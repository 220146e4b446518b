//! Shared harness for integration tests: in-memory database, a temp-dir
//! object store and scripted stage backends.

#![allow(dead_code)]

use std::collections::HashSet;
use std::sync::atomic::{AtomicUsize, Ordering};
use std::sync::{Arc, Mutex};

use async_trait::async_trait;
use axum::Router;
use tempfile::TempDir;
use tokio::sync::Notify;

use arbor_ingest::broadcast::QueueEventBroadcaster;
use arbor_ingest::config::{ServerConfig, StageConfig};
use arbor_ingest::db::batch_repo::{self, BatchRow};
use arbor_ingest::db::page_repo::{self, PageRow};
use arbor_ingest::db::Database;
use arbor_ingest::intake::{Intake, UploadFile, UploadReport};
use arbor_ingest::pipeline::{Pipeline, ProcessReport};
use arbor_ingest::queue::QueueCoordinator;
use arbor_ingest::reconciler::OrphanReconciler;
use arbor_ingest::retry::RetryPolicy;
use arbor_ingest::server::{build_api_router, AppState};
use arbor_ingest::stages::{
    ImageProbe, ProbeError, RawSuggestion, Recognition, StageContext, StageError,
    StructuredExtractionStage, StructuredExtractor, TextExtractionStage, TextRecognizer,
    TranslationStage, Translation, Translator,
};
use arbor_ingest::storage::FilesystemStore;

pub const PUBLIC_BASE: &str = "http://127.0.0.1:8787/objects";

pub const GERMAN_TEXT: &str = "Die Linde (Tilia cordata) zeigt am Stammfuss eine Höhlung \
von 30 cm Tiefe. Der Baum ist mit Brandkrustenpilz befallen.";

/// Recognizer whose reply is derived from the image URL. URLs containing a
/// registered marker produce the mapped text; everything else yields
/// [`GERMAN_TEXT`].
pub struct ScriptedRecognizer {
    texts: Mutex<Vec<(String, String)>>,
    pub calls: AtomicUsize,
    gate: Mutex<Option<Arc<Notify>>>,
    pub entered: Arc<Notify>,
}

impl ScriptedRecognizer {
    fn new() -> Self {
        Self {
            texts: Mutex::new(Vec::new()),
            calls: AtomicUsize::new(0),
            gate: Mutex::new(None),
            entered: Arc::new(Notify::new()),
        }
    }

    pub fn respond(&self, marker: &str, text: &str) {
        self.texts.lock().unwrap().push((marker.to_string(), text.to_string()));
    }

    /// Makes every recognition wait until the returned handle is notified.
    pub fn hold(&self) -> Arc<Notify> {
        let gate = Arc::new(Notify::new());
        *self.gate.lock().unwrap() = Some(Arc::clone(&gate));
        gate
    }

    /// Lets later recognitions run without waiting.
    pub fn release(&self) {
        *self.gate.lock().unwrap() = None;
    }

    pub fn calls(&self) -> usize {
        self.calls.load(Ordering::SeqCst)
    }
}

#[async_trait]
impl TextRecognizer for ScriptedRecognizer {
    async fn recognize(&self, image_url: &str) -> Result<Recognition, StageError> {
        self.calls.fetch_add(1, Ordering::SeqCst);
        self.entered.notify_one();
        let gate = self.gate.lock().unwrap().clone();
        if let Some(gate) = gate {
            gate.notified().await;
        }

        let text = self
            .texts
            .lock()
            .unwrap()
            .iter()
            .find(|(marker, _)| image_url.contains(marker.as_str()))
            .map(|(_, text)| text.clone())
            .unwrap_or_else(|| GERMAN_TEXT.to_string());
        Ok(Recognition {
            text,
            confidence: Some(0.92),
            language: None,
        })
    }
}

/// Translator that prefixes the content so tests can see it ran.
pub struct EchoTranslator {
    pub calls: AtomicUsize,
}

#[async_trait]
impl Translator for EchoTranslator {
    async fn translate(
        &self,
        content: &str,
        detected_language: Option<&str>,
        target_language: &str,
    ) -> Result<Translation, StageError> {
        self.calls.fetch_add(1, Ordering::SeqCst);
        Ok(Translation {
            translated_content: format!("[{target_language}] {content}"),
            detected_language: detected_language.unwrap_or("de").to_string(),
            confidence: 0.88,
        })
    }
}

/// Extractor returning a fixed list of suggestions.
pub struct ScriptedExtractor {
    suggestions: Mutex<Vec<RawSuggestion>>,
    pub calls: AtomicUsize,
}

impl ScriptedExtractor {
    pub fn set(&self, suggestions: Vec<RawSuggestion>) {
        *self.suggestions.lock().unwrap() = suggestions;
    }
}

#[async_trait]
impl StructuredExtractor for ScriptedExtractor {
    async fn extract(&self, _content: &str) -> Result<Vec<RawSuggestion>, StageError> {
        self.calls.fetch_add(1, Ordering::SeqCst);
        Ok(self.suggestions.lock().unwrap().clone())
    }
}

/// Probe that reports 404 for URLs containing a blocked marker.
#[derive(Default)]
pub struct ScriptedProbe {
    blocked: Mutex<HashSet<String>>,
}

impl ScriptedProbe {
    pub fn block(&self, marker: &str) {
        self.blocked.lock().unwrap().insert(marker.to_string());
    }

    pub fn unblock_all(&self) {
        self.blocked.lock().unwrap().clear();
    }
}

#[async_trait]
impl ImageProbe for ScriptedProbe {
    async fn probe(&self, url: &str) -> Result<(), ProbeError> {
        let blocked = self.blocked.lock().unwrap();
        if blocked.iter().any(|m| url.contains(m.as_str())) {
            Err(ProbeError::NotFound(404))
        } else {
            Ok(())
        }
    }
}

pub fn suggestion(table: &str, data: serde_json::Value, confidence: f64) -> RawSuggestion {
    RawSuggestion {
        target_table: table.to_string(),
        data,
        confidence,
        rationale: Some("stated in the text".to_string()),
    }
}

pub fn jpeg(name: &str) -> UploadFile {
    UploadFile {
        original_name: name.to_string(),
        bytes: format!("fake-jpeg:{name}").into_bytes(),
        content_type: "image/jpeg".to_string(),
    }
}

pub struct TestHarness {
    pub dir: TempDir,
    pub db: Database,
    pub store: Arc<FilesystemStore>,
    pub coordinator: QueueCoordinator,
    pub pipeline: Arc<Pipeline>,
    pub intake: Intake,
    pub reconciler: Arc<OrphanReconciler>,
    pub recognizer: Arc<ScriptedRecognizer>,
    pub translator: Arc<EchoTranslator>,
    pub extractor: Arc<ScriptedExtractor>,
    pub probe: Arc<ScriptedProbe>,
}

impl TestHarness {
    pub fn new() -> Self {
        Self::with_config(StageConfig::default())
    }

    pub fn with_config(config: StageConfig) -> Self {
        let dir = tempfile::tempdir().expect("temp dir");
        let db = Database::open_in_memory().expect("Failed to create test database");
        let store = Arc::new(FilesystemStore::new(dir.path(), PUBLIC_BASE));
        let coordinator = QueueCoordinator::new(db.clone(), QueueEventBroadcaster::default());

        let recognizer = Arc::new(ScriptedRecognizer::new());
        let translator = Arc::new(EchoTranslator {
            calls: AtomicUsize::new(0),
        });
        let extractor = Arc::new(ScriptedExtractor {
            suggestions: Mutex::new(Vec::new()),
            calls: AtomicUsize::new(0),
        });
        let probe = Arc::new(ScriptedProbe::default());

        let ctx = StageContext {
            queue: coordinator.clone(),
            store: store.clone(),
            config,
        };
        let pipeline = Arc::new(Pipeline::new(
            coordinator.clone(),
            TextExtractionStage::new(
                ctx.clone(),
                recognizer.clone(),
                probe.clone(),
                RetryPolicy::immediate(3),
            ),
            TranslationStage::new(ctx.clone(), translator.clone()),
            StructuredExtractionStage::new(ctx, extractor.clone()),
        ));

        let intake = Intake::new(coordinator.clone(), store.clone());
        let reconciler = Arc::new(OrphanReconciler::new(&coordinator, store.clone()));

        Self {
            dir,
            db,
            store,
            coordinator,
            pipeline,
            intake,
            reconciler,
            recognizer,
            translator,
            extractor,
            probe,
        }
    }

    pub fn router(&self) -> Router {
        build_api_router(
            AppState::new(Arc::clone(&self.pipeline), Arc::clone(&self.reconciler)),
            &ServerConfig::default(),
        )
    }

    pub async fn upload(&self, source_id: &str, names: &[&str]) -> UploadReport {
        let files = names.iter().map(|n| jpeg(n)).collect();
        self.intake
            .upload_batch(source_id, "", files)
            .await
            .expect("upload should succeed")
    }

    /// Processes pages until the queue is idle.
    pub async fn drain(&self) -> Vec<ProcessReport> {
        let mut reports = Vec::new();
        while let Some(report) = self.pipeline.process_next().await.expect("process_next") {
            reports.push(report);
        }
        reports
    }

    pub fn batch(&self, id: &str) -> BatchRow {
        batch_repo::find_by_id(&self.db, id)
            .expect("batch lookup")
            .expect("batch exists")
    }

    pub fn pages(&self, batch_id: &str) -> Vec<PageRow> {
        page_repo::list_for_batch(&self.db, batch_id).expect("page lookup")
    }

    pub fn page(&self, batch_id: &str, number: i64) -> PageRow {
        self.pages(batch_id)
            .into_iter()
            .find(|p| p.page_number == number)
            .expect("page exists")
    }
}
==============================
INSTRUCTIONS FOR THE TASK:
Could you please find every line of the listing above holding the string "QueueCoordinator" and copy it?

OUTPUT OF THE EXERCISE:
use arbor_ingest::queue::QueueCoordinator;
    pub coordinator: QueueCoordinator,
        let coordinator = QueueCoordinator::new(db.clone(), QueueEventBroadcaster::default());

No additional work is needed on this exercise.